Autographed Penis of Bob Marley on New Pawn Stars Episode
“It’s old, it’s rare, it’s historic, and I want it,” says Rick Harrison.

Tonight on Bamazon: The Bama Boys Find Handful of Old Coins and an Old Radio
“Seriously, we’ve been in this fricken jungle for 4 weeks now and this is all we got?” says crewmember.

Euthanasia Scandal Hits Animal Planet’s "Too Cute!"
Litter of beagles featured on November show immediately shoved into microwave after show wraps.

Darryl Sheets Shivs Dave Hester Jr. During Storage Auction
“That’s what I call 'The OW Factor,” says Sheets during arrest.

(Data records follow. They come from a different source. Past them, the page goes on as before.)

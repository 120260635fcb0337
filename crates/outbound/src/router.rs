//! OutcomeRouter - delivers each settled outcome to the output or failure sink
//!
//! ```text
//! OutcomeHandle ──Ok(metadata)──► enrich ──► output sink (if any)
//!               └─Err(cause)────► ErrorMessageStrategy ──► failure sink (if any)
//! ```
//!
//! Sink sends wait for queue space at most `sink_timeout` (10s unless
//! configured), so a stalled sink cannot park routing tasks forever.

use std::sync::Arc;
use std::time::{Duration, Instant};
use tokio::task::JoinHandle;
use tracing::{debug, instrument, warn, Instrument};

use contracts::{
    metadata_keys, Envelope, ErrorMessageStrategy, Message, MessageBuilder, OutboundRecord,
    OutcomeHandle, PublishFailure, RecordMetadata, SendFailure, DEFAULT_SEND_TIMEOUT_MS,
};

use crate::error::OutboundError;
use crate::handle::SinkRef;
use crate::metrics::PublishMetrics;

/// What the router did with one outcome
#[derive(Debug, Clone, Copy, PartialEq, Eq)]
pub enum Routed {
    /// Enriched message sent to the output sink
    Forwarded,
    /// Success with no output sink configured
    NoOutputSink,
    /// Error message sent to the failure sink
    FailureForwarded,
    /// Failure with no failure sink configured
    FailureDropped,
    /// The target sink stopped accepting envelopes
    SinkClosed,
    /// The target sink queue stayed full past the send timeout
    SinkTimedOut,
}

/// Outcome continuation shared by all invocations of one handler
#[derive(Clone)]
pub struct OutcomeRouter {
    adapter: Arc<str>,
    output: Option<SinkRef>,
    failure: Option<SinkRef>,
    strategy: Arc<dyn ErrorMessageStrategy>,
    metrics: Arc<PublishMetrics>,
    /// `None` waits for queue space without bound
    sink_timeout: Option<Duration>,
}

impl OutcomeRouter {
    pub fn new(
        adapter: impl Into<Arc<str>>,
        output: Option<SinkRef>,
        failure: Option<SinkRef>,
        strategy: Arc<dyn ErrorMessageStrategy>,
        metrics: Arc<PublishMetrics>,
    ) -> Self {
        Self {
            adapter: adapter.into(),
            output,
            failure,
            strategy,
            metrics,
            sink_timeout: Some(Duration::from_millis(DEFAULT_SEND_TIMEOUT_MS.unsigned_abs())),
        }
    }

    /// Limit on waiting for sink queue space
    pub fn with_sink_timeout(mut self, timeout: Option<Duration>) -> Self {
        self.sink_timeout = timeout;
        self
    }

    pub fn sink_timeout(&self) -> Option<Duration> {
        self.sink_timeout
    }

    pub fn output_sink(&self) -> Option<&SinkRef> {
        self.output.as_ref()
    }

    pub fn failure_sink(&self) -> Option<&SinkRef> {
        self.failure.as_ref()
    }

    /// Register the continuation for one outcome
    ///
    /// Runs exactly once, whether the outcome is already settled or not.
    pub fn attach(
        &self,
        outcome: OutcomeHandle,
        message: Arc<Message>,
        record: Arc<OutboundRecord>,
    ) -> JoinHandle<Routed> {
        let router = self.clone();
        let started = Instant::now();
        let span = tracing::debug_span!("outcome_router", topic = %record.topic);

        tokio::spawn(
            async move {
                let settled = outcome.wait().await;
                let elapsed_ms = started.elapsed().as_secs_f64() * 1000.0;
                match settled.as_ref() {
                    Ok(metadata) => router.on_success(metadata, &message, elapsed_ms).await,
                    Err(cause) => router.on_failure(cause.clone(), message, record).await,
                }
            }
            .instrument(span),
        )
    }

    #[instrument(
        name = "outcome_router_success",
        skip(self, metadata, message),
        fields(partition = metadata.partition, offset = metadata.offset)
    )]
    async fn on_success(
        &self,
        metadata: &RecordMetadata,
        message: &Message,
        elapsed_ms: f64,
    ) -> Routed {
        self.metrics.inc_succeeded();
        observability::record_publish_outcome(&self.adapter, &metadata.topic, true);
        observability::record_ack_latency_ms(&self.adapter, elapsed_ms);

        let Some(output) = &self.output else {
            return Routed::NoOutputSink;
        };

        let record_metadata = match serde_json::to_value(metadata) {
            Ok(value) => value,
            Err(e) => {
                warn!(error = %e, "Record metadata not serializable");
                serde_json::Value::Null
            }
        };
        let enriched = MessageBuilder::from_message(message)
            .with_metadata(metadata_keys::RECORD_METADATA, record_metadata)
            .build();

        match self.forward(output, Envelope::Message(Arc::new(enriched))).await {
            Ok(()) => {
                self.metrics.inc_forwarded();
                Routed::Forwarded
            }
            Err(routed) => routed,
        }
    }

    #[instrument(name = "outcome_router_failure", skip_all, fields(cause = %cause))]
    async fn on_failure(
        &self,
        cause: PublishFailure,
        message: Arc<Message>,
        record: Arc<OutboundRecord>,
    ) -> Routed {
        self.metrics.inc_failed();
        observability::record_publish_outcome(&self.adapter, &record.topic, false);

        let Some(failure_sink) = &self.failure else {
            // 无失败通道时静默丢弃
            self.metrics.inc_failures_dropped();
            debug!(topic = %record.topic, "No failure sink, publish failure dropped");
            return Routed::FailureDropped;
        };

        let error = self
            .strategy
            .build_error_message(SendFailure::new(message, record, cause));

        match self.forward(failure_sink, Envelope::Error(Arc::new(error))).await {
            Ok(()) => {
                self.metrics.inc_failures_forwarded();
                Routed::FailureForwarded
            }
            Err(routed) => routed,
        }
    }

    /// Enqueue on a sink; `Err` carries what happened instead
    async fn forward(&self, sink: &SinkRef, envelope: Envelope) -> Result<(), Routed> {
        match sink.send_timeout(envelope, self.sink_timeout).await {
            Ok(()) => Ok(()),
            Err(OutboundError::SinkTimeout { timeout_ms, .. }) => {
                self.metrics.inc_sink_timeouts();
                observability::record_sink_send_timeout(sink.name());
                warn!(sink = sink.name(), timeout_ms, "Sink queue full, envelope dropped");
                Err(Routed::SinkTimedOut)
            }
            Err(e) => {
                warn!(sink = sink.name(), error = %e, "Sink closed, envelope dropped");
                Err(Routed::SinkClosed)
            }
        }
    }
}

impl std::fmt::Debug for OutcomeRouter {
    fn fmt(&self, f: &mut std::fmt::Formatter<'_>) -> std::fmt::Result {
        f.debug_struct("OutcomeRouter")
            .field("adapter", &self.adapter)
            .field("output", &self.output.as_ref().map(SinkRef::name))
            .field("failure", &self.failure.as_ref().map(SinkRef::name))
            .field("sink_timeout", &self.sink_timeout)
            .finish()
    }
}
//! Publisher - reads messages and drives the adapter.

use std::path::PathBuf;
use std::sync::Arc;
use std::time::Instant;

use anyhow::{Context, Result};
use contracts::{AdapterBlueprint, PublishOutcome};
use outbound::{Adapter, AdapterFactory, Dispatched, Routed};
use tokio::io::AsyncBufReadExt;
use tokio::task::JoinSet;
use tracing::{debug, info, instrument, warn};

use super::input::{open_input, parse_line};
use super::stats::SendStats;

/// Configuration of one `send` run
#[derive(Debug, Clone)]
pub struct SendConfig {
    /// Adapter configuration (CLI overrides already applied)
    pub blueprint: AdapterBlueprint,

    /// JSON-lines input, stdin when `None`
    pub input: Option<PathBuf>,

    /// Stop after this many messages
    pub max_messages: Option<u64>,
}

/// Drives one adapter over an input stream
pub struct Publisher {
    config: SendConfig,
}

impl Publisher {
    pub fn new(config: SendConfig) -> Self {
        Self { config }
    }

    /// Publish every input message, then wait for all outcomes
    #[instrument(name = "publisher_run", skip(self), fields(adapter = %self.config.blueprint.adapter.name))]
    pub async fn run(self) -> Result<SendStats> {
        let adapter = AdapterFactory::build(&self.config.blueprint)
            .context("Failed to build adapter")?;

        let started = Instant::now();
        let mut stats = SendStats::default();
        let result = self.publish_all(&adapter, &mut stats).await;

        stats.handler = adapter.handler.metrics();
        let sink_metrics: Vec<_> = adapter
            .registry
            .names()
            .into_iter()
            .filter_map(|name| {
                adapter
                    .registry
                    .get(name)
                    .map(|sink| (name.to_string(), Arc::clone(sink.metrics())))
            })
            .collect();

        adapter.shutdown().await;

        stats.sinks = sink_metrics
            .into_iter()
            .map(|(name, metrics)| (name, metrics.snapshot()))
            .collect();
        stats.duration = started.elapsed();

        result.map(|()| stats)
    }

    async fn publish_all(&self, adapter: &Adapter, stats: &mut SendStats) -> Result<()> {
        let reader = open_input(self.config.input.as_deref())
            .await
            .context("Failed to open input")?;
        let mut lines = reader.lines();
        let mut in_flight: JoinSet<(Arc<PublishOutcome>, f64, Routed)> = JoinSet::new();
        let mut line_no = 0u64;

        while let Some(line) = lines.next_line().await.context("Failed to read input")? {
            line_no += 1;
            let line = line.trim();
            if line.is_empty() {
                continue;
            }

            let message = match parse_line(line_no, line) {
                Ok(message) => message,
                Err(e) => {
                    warn!(error = %e, "Skipping malformed input line");
                    stats.malformed_lines += 1;
                    continue;
                }
            };
            stats.messages_read += 1;

            let sent_at = Instant::now();
            match adapter.handler.handle(message).await {
                Ok(dispatched) => {
                    in_flight.spawn(settle(dispatched, sent_at));
                }
                Err(e) if e.is_timeout() => {
                    warn!(line = line_no, error = %e, "Send timed out");
                    stats.outcomes.record_timeout();
                }
                Err(e) if e.is_rejected_before_dispatch() => {
                    warn!(line = line_no, error = %e, "Message rejected");
                    stats.outcomes.record_rejected();
                }
                Err(e) => match e.publish_failure() {
                    Some(failure) => {
                        warn!(line = line_no, error = %e, "Publish failed");
                        let latency_ms = sent_at.elapsed().as_secs_f64() * 1000.0;
                        stats.outcomes.update(&Err(failure.clone()), latency_ms);
                    }
                    None => return Err(e).context("Publish failed"),
                },
            }

            if self
                .config
                .max_messages
                .is_some_and(|max| stats.messages_read >= max)
            {
                info!(max_messages = stats.messages_read, "Message limit reached");
                break;
            }
        }

        while let Some(joined) = in_flight.join_next().await {
            let (outcome, latency_ms, routed) = joined.context("Outcome task failed")?;
            debug!(?routed, "Outcome routed");
            stats.outcomes.update(&outcome, latency_ms);
        }

        info!(
            messages = stats.messages_read,
            malformed = stats.malformed_lines,
            "Input exhausted"
        );
        Ok(())
    }
}

/// Wait for the broker and the router of one dispatched message
async fn settle(dispatched: Dispatched, sent_at: Instant) -> (Arc<PublishOutcome>, f64, Routed) {
    let outcome = dispatched.outcome().wait().await;
    let latency_ms = sent_at.elapsed().as_secs_f64() * 1000.0;
    let routed = dispatched.routed().await;
    (outcome, latency_ms, routed)
}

Obama tricks GOP with proposed tax reduction for billionaires
“We instinctively voted against it without thinking”

Bill Belichek’s Son’s Little League Team Destroys Opponent in Championship Game, 47-3
Belicheck proud of son’s decision to join the Dark Side of the Force.

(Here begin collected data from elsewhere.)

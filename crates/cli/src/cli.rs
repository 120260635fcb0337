//! CLI argument definitions using clap.

use clap::{Parser, Subcommand, ValueEnum};
use std::path::PathBuf;

/// Kafka Outbound - publish messages to a broker through a configured adapter
#[derive(Parser, Debug)]
#[command(
    name = "kafka-outbound",
    author,
    version,
    about = "Kafka outbound channel adapter",
    long_about = "Publishes messages to a Kafka-style broker.\n\n\
                  Resolves topic, partition, key and timestamp per message, \n\
                  publishes asynchronously or waits for acknowledgement, and \n\
                  routes outcomes to the configured sinks."
)]
pub struct Cli {
    /// Increase logging verbosity (-v for debug, -vv for trace)
    #[arg(short, long, action = clap::ArgAction::Count, global = true, env = "KAFKA_OUTBOUND_VERBOSE")]
    pub verbose: u8,

    /// Suppress all output except errors
    #[arg(short, long, global = true, conflicts_with = "verbose")]
    pub quiet: bool,

    /// Log output format
    #[arg(
        long,
        value_enum,
        default_value = "pretty",
        global = true,
        env = "KAFKA_OUTBOUND_LOG_FORMAT"
    )]
    pub log_format: LogFormat,

    #[command(subcommand)]
    pub command: Commands,
}

/// Available CLI commands
#[derive(Subcommand, Debug)]
pub enum Commands {
    /// Publish JSON-lines messages through the adapter
    Send(SendArgs),

    /// Validate configuration file without publishing
    Validate(ValidateArgs),

    /// Display configuration information
    Info(InfoArgs),
}

/// Arguments for the `send` command
#[derive(Parser, Debug, Clone)]
pub struct SendArgs {
    /// Path to configuration file (TOML or JSON)
    #[arg(
        short,
        long,
        default_value = "adapter.toml",
        env = "KAFKA_OUTBOUND_CONFIG"
    )]
    pub config: PathBuf,

    /// JSON-lines input file (stdin when omitted)
    ///
    /// Each line is either `{"payload": ..., "headers": {...}}` or a bare
    /// JSON value used as the payload.
    #[arg(short, long, env = "KAFKA_OUTBOUND_INPUT")]
    pub input: Option<PathBuf>,

    /// Wait for broker acknowledgement of every message
    #[arg(long, conflicts_with = "no_sync")]
    pub sync: bool,

    /// Publish without waiting, even if the configuration enables sync mode
    #[arg(long)]
    pub no_sync: bool,

    /// Override the send timeout in milliseconds (negative = wait forever)
    #[arg(long, allow_negative_numbers = true, env = "KAFKA_OUTBOUND_SEND_TIMEOUT_MS")]
    pub send_timeout_ms: Option<i64>,

    /// Publish every message to this topic instead of the configured rule
    #[arg(long, env = "KAFKA_OUTBOUND_TOPIC")]
    pub topic: Option<String>,

    /// Override broker bootstrap servers
    #[arg(long, env = "KAFKA_BOOTSTRAP_SERVERS")]
    pub bootstrap_servers: Option<String>,

    /// Maximum number of messages to publish (0 = unlimited)
    #[arg(long, default_value = "0", env = "KAFKA_OUTBOUND_MAX_MESSAGES")]
    pub max_messages: u64,

    /// Validate configuration and exit without publishing
    #[arg(long)]
    pub dry_run: bool,

    /// Metrics server port (0 = disabled)
    #[arg(long, default_value = "0", env = "KAFKA_OUTBOUND_METRICS_PORT")]
    pub metrics_port: u16,
}

impl SendArgs {
    /// Sync override from `--sync` / `--no-sync`
    pub fn sync_override(&self) -> Option<bool> {
        match (self.sync, self.no_sync) {
            (true, _) => Some(true),
            (_, true) => Some(false),
            _ => None,
        }
    }
}

/// Arguments for the `validate` command
#[derive(Parser, Debug)]
pub struct ValidateArgs {
    /// Path to configuration file to validate
    #[arg(short, long, default_value = "adapter.toml")]
    pub config: PathBuf,

    /// Output validation result as JSON
    #[arg(long)]
    pub json: bool,
}

/// Arguments for the `info` command
#[derive(Parser, Debug)]
pub struct InfoArgs {
    /// Path to configuration file
    #[arg(short, long, default_value = "adapter.toml")]
    pub config: PathBuf,

    /// Output as JSON
    #[arg(long)]
    pub json: bool,

    /// Show header mapping patterns
    #[arg(long)]
    pub headers: bool,

    /// Show sink configuration
    #[arg(long)]
    pub sinks: bool,
}

/// Log output format
#[derive(ValueEnum, Clone, Debug, Default)]
pub enum LogFormat {
    /// JSON structured logging
    Json,
    /// Human-readable pretty format
    #[default]
    Pretty,
    /// Compact single-line format
    Compact,
}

Reason for Adrian Peterson’s Motivation: Dissed in Fantasy Draft
“Can you believe it? Some sites had me ranked in the 4th round. The fourth, fucking, round,” says Peterson angrily.

Roshambo to Replace Coin Toss in Superbowl
*“The International Roshambo league came and asked us to help promote the sport,” says commissioner. *

Michael Jordan Decides No Challenges Left on Earth, Joins NASA
“We are happy that MJ is going to our ambassador to space, since like he’s done it before,” says NASA spokesman, referring to documentary “Space Jams.”

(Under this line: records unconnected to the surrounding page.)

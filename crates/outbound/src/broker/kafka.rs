//! KafkaPublishClient - librdkafka `FutureProducer` behind `PublishClient`

use std::sync::Arc;
use std::time::Duration;
use tracing::{debug, warn};

use rdkafka::config::ClientConfig;
use rdkafka::error::KafkaError;
use rdkafka::message::{Header, OwnedHeaders};
use rdkafka::producer::{FutureProducer, FutureRecord};
use rdkafka::types::RDKafkaErrorCode;
use rdkafka::util::Timeout;

use contracts::{
    BrokerConfig, ContractError, OutboundRecord, OutcomeHandle, PublishClient, PublishFailure,
    RecordMetadata,
};

/// How long `send` may wait for space in the local producer queue
const ENQUEUE_TIMEOUT: Duration = Duration::from_secs(5);

/// Publish client backed by a librdkafka producer
///
/// Delivery retries are left to librdkafka (`retries`, `delivery.timeout.ms`).
pub struct KafkaPublishClient {
    name: String,
    producer: Arc<FutureProducer>,
}

impl KafkaPublishClient {
    /// Create a producer from the `[broker]` section
    pub fn from_config(config: &BrokerConfig) -> Result<Self, ContractError> {
        let servers = config
            .bootstrap_servers
            .as_deref()
            .ok_or_else(|| ContractError::broker_client("bootstrap_servers is required"))?;
        let name = config
            .client_id
            .clone()
            .unwrap_or_else(|| "kafka-outbound".to_string());

        let mut client_config = ClientConfig::new();
        client_config
            .set("bootstrap.servers", servers)
            .set("client.id", &name);
        for (key, value) in &config.properties {
            client_config.set(key, value);
        }

        let producer: FutureProducer = client_config
            .create()
            .map_err(|e| ContractError::broker_client(e.to_string()))?;

        debug!(client = %name, %servers, "Kafka producer created");
        Ok(Self {
            name,
            producer: Arc::new(producer),
        })
    }
}

fn to_failure(error: &KafkaError) -> PublishFailure {
    match error.rdkafka_error_code() {
        Some(
            RDKafkaErrorCode::AllBrokersDown
            | RDKafkaErrorCode::BrokerTransportFailure
            | RDKafkaErrorCode::NetworkException,
        ) => PublishFailure::BrokerUnavailable(error.to_string()),
        Some(RDKafkaErrorCode::MessageTimedOut | RDKafkaErrorCode::RequestTimedOut) => {
            PublishFailure::TimedOut(error.to_string())
        }
        _ => PublishFailure::Rejected(error.to_string()),
    }
}

impl PublishClient for KafkaPublishClient {
    fn name(&self) -> &str {
        &self.name
    }

    fn publish(&self, record: Arc<OutboundRecord>) -> OutcomeHandle {
        let (settler, handle) = OutcomeHandle::pending();
        let producer = Arc::clone(&self.producer);
        let client = self.name.clone();

        tokio::spawn(async move {
            let key = record.key_bytes();
            let payload = record.payload_bytes();

            let mut headers = OwnedHeaders::new();
            for header in record.headers.iter() {
                headers = headers.insert(Header {
                    key: header.key.as_str(),
                    value: Some(header.value.as_ref()),
                });
            }

            let mut future_record = FutureRecord::<[u8], [u8]>::to(&record.topic).headers(headers);
            if let Some(key) = key.as_deref() {
                future_record = future_record.key(key);
            }
            if let Some(payload) = payload.as_deref() {
                future_record = future_record.payload(payload);
            }
            if let Some(partition) = record.partition {
                future_record = future_record.partition(partition);
            }
            if let Some(timestamp) = record.timestamp {
                future_record = future_record.timestamp(timestamp);
            }

            let outcome = match producer
                .send(future_record, Timeout::After(ENQUEUE_TIMEOUT))
                .await
            {
                Ok((partition, offset)) => Ok(RecordMetadata {
                    topic: record.topic.clone(),
                    partition,
                    offset,
                    timestamp: record.timestamp,
                }),
                Err((error, _)) => {
                    warn!(client = %client, topic = %record.topic, error = %error, "Kafka delivery failed");
                    Err(to_failure(&error))
                }
            };
            settler.settle(outcome);
        });

        handle
    }
}
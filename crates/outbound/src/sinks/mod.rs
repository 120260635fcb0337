//! Sink implementations
//!
//! Contains LogSink, FileSink, and ChannelSink.

mod channel;
mod file;
mod log;

pub use self::channel::ChannelSink;
pub use self::file::{FileSink, FileSinkConfig};
pub use self::log::LogSink;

Obama signs law creating new, all african american military branch accountable only to him
We have the coast guard on border safety, the air force in the skies, the navy in the seas with the marines and army focused on foreign interventions, we need a heavily armed sixty military branch focused on domestic stability and crowd control, Obama says. Full of photos of armed, uniformed black men with machine guns beating running tea partiers.

War on christmas put on back burner until Nov 2013, or until new diversion needed

US to send 10 million americans to Chinese restaurants to wash dishes
Paying off the national debt is everyone’s responsibility

Movies about Gay Coal Miners, Gay Firemen, and Gay Ninjas to go Head-to-Head for Palme D’or

Expendables 3 to get New Asian Replacement for Jet Li: Voltron

Turf War Between Star Wars, Star Trek, and Firefly Geeks Leaves 6 dead, Destroys ComiCon

Former '80’s Icon, Elizabeth Shue, One Mortgage Payment Away from Hardcore Porn

Area Man First in History to Not Laugh at Fart/Toilet Jokes
Has been in vegetative state since the '70’s.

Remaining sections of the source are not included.